The Washington PostDemocracy Dies in Darkness

He cast his first vote as a U.S. citizen. Now, he’s eager for the ‘Muslim ban’ to go.

November 7, 2020 at 12:10 p.m. EST
Yassin Terou, a business owner, Syrian refugee and first-time U.S. voter, delivers free sandwiches to people working the polls at Bearden Middle School in Knoxville, Tenn. on Nov. 3, 2020. (Jessica Tezak for The Washington Post)

KNOXVILLE, TENN. — As the polls closed Tuesday, falafel restaurant owner Yassin Terou pulled up to Bearden Middle School and took 150 sandwiches from the trunk of his black SUV. To the volunteers who had been manning the polls for 12 hours, it was like manna from heaven.
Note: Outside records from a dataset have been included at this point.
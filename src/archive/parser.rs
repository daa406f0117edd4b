//! POSIX tar parsing.
//!
//! Tar archives are a sequence of 512-byte blocks: a header block per
//! entry, followed by the entry payload rounded up to the next block
//! boundary. The fields this parser reads:
//!
//! ```text
//! Bytes 0-99:    entry name, NUL-terminated (or unterminated at 100)
//! Bytes 124-135: payload size, NUL/space-padded octal ASCII
//! Byte 156:      type flag; 0x00 or '0' marks a regular file
//! ```
//!
//! Parsing is a single pass over an in-memory buffer and never errors:
//! an all-zero header block terminates the archive (the two-block ustar
//! terminator is treated as ending at the first one), and a header or
//! payload that no longer fits the remaining buffer simply stops the
//! pass. Payloads are zero-copy slices into the source buffer.

use bytes::Bytes;

// =============================================================================
// Constants
// =============================================================================

/// Size of a tar block (header and payload alignment unit).
pub const TAR_BLOCK_SIZE: usize = 512;

/// Length of the name field at the start of the header.
const NAME_LEN: usize = 100;

/// Byte range of the octal size field.
const SIZE_OFFSET: usize = 124;
const SIZE_LEN: usize = 12;

/// Offset of the entry type flag.
const TYPEFLAG_OFFSET: usize = 156;

// =============================================================================
// TarRecord
// =============================================================================

/// One regular-file entry extracted from a tar archive.
///
/// `data` is a zero-copy view into the archive buffer; nothing is
/// duplicated until a consumer materializes the payload.
#[derive(Debug, Clone, PartialEq, Eq)]
pub struct TarRecord {
    /// Entry name as stored in the header
    pub name: String,

    /// Payload bytes
    pub data: Bytes,

    /// Payload size in bytes
    pub size: usize,
}

// =============================================================================
// Parsing
// =============================================================================

/// Parse a tar byte buffer into its regular-file records, in archive
/// order.
///
/// Directories and other special entry types are skipped (their headers
/// are still consumed and their payloads stepped over). Never errors: a
/// truncated or corrupt archive yields whatever parsed cleanly before
/// the damage.
pub fn parse_archive(archive: &Bytes) -> Vec<TarRecord> {
    let mut records = Vec::new();
    let mut offset = 0usize;

    while offset + TAR_BLOCK_SIZE <= archive.len() {
        let header = &archive[offset..offset + TAR_BLOCK_SIZE];

        // End of archive: an all-zero header block.
        if header.iter().all(|&b| b == 0) {
            break;
        }

        let name = header_name(header);
        let size = parse_octal(&header[SIZE_OFFSET..SIZE_OFFSET + SIZE_LEN]);
        let typeflag = header[TYPEFLAG_OFFSET];
        let is_regular_file = typeflag == 0 || typeflag == b'0';

        let payload_start = offset + TAR_BLOCK_SIZE;

        if is_regular_file && size > 0 && !name.is_empty() {
            // A payload that overruns the buffer cannot be read; stop.
            if payload_start + size > archive.len() {
                break;
            }
            records.push(TarRecord {
                name,
                data: archive.slice(payload_start..payload_start + size),
                size,
            });
        }

        // Advance past the header plus the block-aligned payload,
        // whether or not the entry was extracted.
        offset = payload_start + size.div_ceil(TAR_BLOCK_SIZE) * TAR_BLOCK_SIZE;
    }

    records
}

/// Decode the name field: bytes up to the first NUL (or all 100 when
/// unterminated), lossily as UTF-8.
fn header_name(header: &[u8]) -> String {
    let raw = &header[..NAME_LEN];
    let end = raw.iter().position(|&b| b == 0).unwrap_or(NAME_LEN);
    String::from_utf8_lossy(&raw[..end]).into_owned()
}

/// Parse a NUL/space-padded octal ASCII field. Empty or unparseable
/// fields are 0.
fn parse_octal(field: &[u8]) -> usize {
    let trimmed: Vec<u8> = field
        .iter()
        .copied()
        .filter(|&b| b != 0 && b != b' ')
        .collect();

    if trimmed.is_empty() {
        return 0;
    }

    let mut value = 0usize;
    for &b in &trimmed {
        if !(b'0'..=b'7').contains(&b) {
            return 0;
        }
        value = value * 8 + (b - b'0') as usize;
    }
    value
}

// =============================================================================
// Tests
// =============================================================================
“Yassin is here!” one worker said.

“Yassin! Of course!” said another.

“God bless you,” said, Susan Affel, a volunteer who had been peeling election signs off the gymnasium walls. “This is the first time we’ve been fed since I’ve been doing this.”

With the gift of sandwiches, Terou was celebrating his first time voting in an American election after becoming a citizen earlier this year.

This election was special for another reason: It gave him a chance to help end President Trump’s ban on almost all travel from certain Muslim-majority countries. Terou’s brother and father are Syrian refugees living in Turkey, unable to come to America. His father, nearly 70, lives in a wheelchair due to heart conditions and diabetes.

Trump’s “Muslim Ban,” which led to large national protests in 2017, was blocked by several courts and eventually upheld by the Supreme Court in 2018. President-elect Joe Biden has said that on his first day in office, he will overturn the ban, which includes people who are from Terou’s birth country of Syria.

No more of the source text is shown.